Surface-enhanced Raman scattering (SERS) is a powerful analytical technique, where the creation of “hotspots” holds the key to unlocking sensitive, reproducible and reliable performance. DNA nanostructures, known for their unique predictability and exceptional programmability, have emerged as promising tools for the controllable assembly and precise regulation of SERS hotspots. In recent years, the application of DNA nanotechnology in the regulation of SERS hotspots has emerged as a research focus, but a comprehensive summary of this field is still lacking. This review begins by elucidating the mechanisms of localized surface plasmon resonance (LSPR) coupling and SERS enhancement, providing a theoretical foundation for the design principles and assembly strategies for SERS hotspots. Following this, general approaches for assembling static SERS hotspots using DNA structures of different dimensions as linkers or templates are explored.
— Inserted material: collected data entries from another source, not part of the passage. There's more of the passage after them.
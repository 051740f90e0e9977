//! Command handle published to consumers alongside each snapshot.

use std::fmt;
use std::sync::Weak;

use crate::sync::SyncCore;

/// Commands a consumer may issue.
///
/// Holds only a weak reference to the core: once the owning
/// [`VideoSync`](crate::VideoSync) is dropped every command is a no-op.
///
/// Commands publish a new snapshot before returning. Take the handle out of
/// the receiver with [`VideoContextReceiver::get`](crate::VideoContextReceiver::get)
/// rather than holding a raw `watch::Ref` of the channel across a call, which
/// would block on the channel lock.
#[derive(Clone)]
pub struct VideoControls {
    core: Weak<SyncCore>,
    seekable: bool,
}

impl VideoControls {
    pub(crate) fn new(core: Weak<SyncCore>, seekable: bool) -> Self {
        Self { core, seekable }
    }

    /// A handle bound to nothing. Every command is a no-op.
    pub fn detached() -> Self {
        Self::new(Weak::new(), false)
    }

    pub fn play(&self) {
        if let Some(core) = self.core.upgrade() {
            core.play();
        }
    }

    pub fn pause(&self) {
        if let Some(core) = self.core.upgrade() {
            core.pause();
        }
    }

    pub fn mute(&self, muted: bool) {
        if let Some(core) = self.core.upgrade() {
            core.mute(muted);
        }
    }

    pub fn set_volume(&self, volume: f64) {
        if let Some(core) = self.core.upgrade() {
            core.set_volume(volume);
        }
    }

    /// Seek capability, present only when the core exposes seeking.
    pub fn seeker(&self) -> Option<Seeker> {
        self.seekable.then(|| Seeker {
            core: self.core.clone(),
        })
    }

    pub fn can_seek(&self) -> bool {
        self.seekable
    }

    /// Whether the core behind this handle still exists.
    pub fn is_live(&self) -> bool {
        self.core.strong_count() > 0
    }
}

impl fmt::Debug for VideoControls {
    fn fmt(&self, f: &mut fmt::Formatter<'_>) -> fmt::Result {
        f.debug_struct("VideoControls")
            .field("seekable", &self.seekable)
            .field("live", &self.is_live())
            .finish()
    }
}

/// Seek capability split out of [`VideoControls`].
#[derive(Clone)]
pub struct Seeker {
    core: Weak<SyncCore>,
}

impl Seeker {
    /// Ask the element to jump to `position` seconds.
    ///
    /// The published position only moves once the element reports it.
    pub fn seek(&self, position: f64) {
        if let Some(core) = self.core.upgrade() {
            core.seek(position);
        }
    }
}

impl fmt::Debug for Seeker {
    fn fmt(&self, f: &mut fmt::Formatter<'_>) -> fmt::Result {
        f.debug_struct("Seeker").finish_non_exhaustive()
    }
}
Subsequently, we delve into dynamic regulation strategies for SERS hotspots mediated by DNA structures, focusing on structural reconfiguration driven by DNA hybridization, toehold-mediated strand displacement (TMSD), and enzyme-catalyzed DNA allostery, and then summarize recent examples of DNA-mediated hotspot regulation in biosensing and bioimaging applications. Finally, we discuss future perspectives associated with the DNA-mediated precise regulation of SERS hotspots, underscoring the imperative for enhanced scalability, uniformity, and integration to pave the way for real-world applications.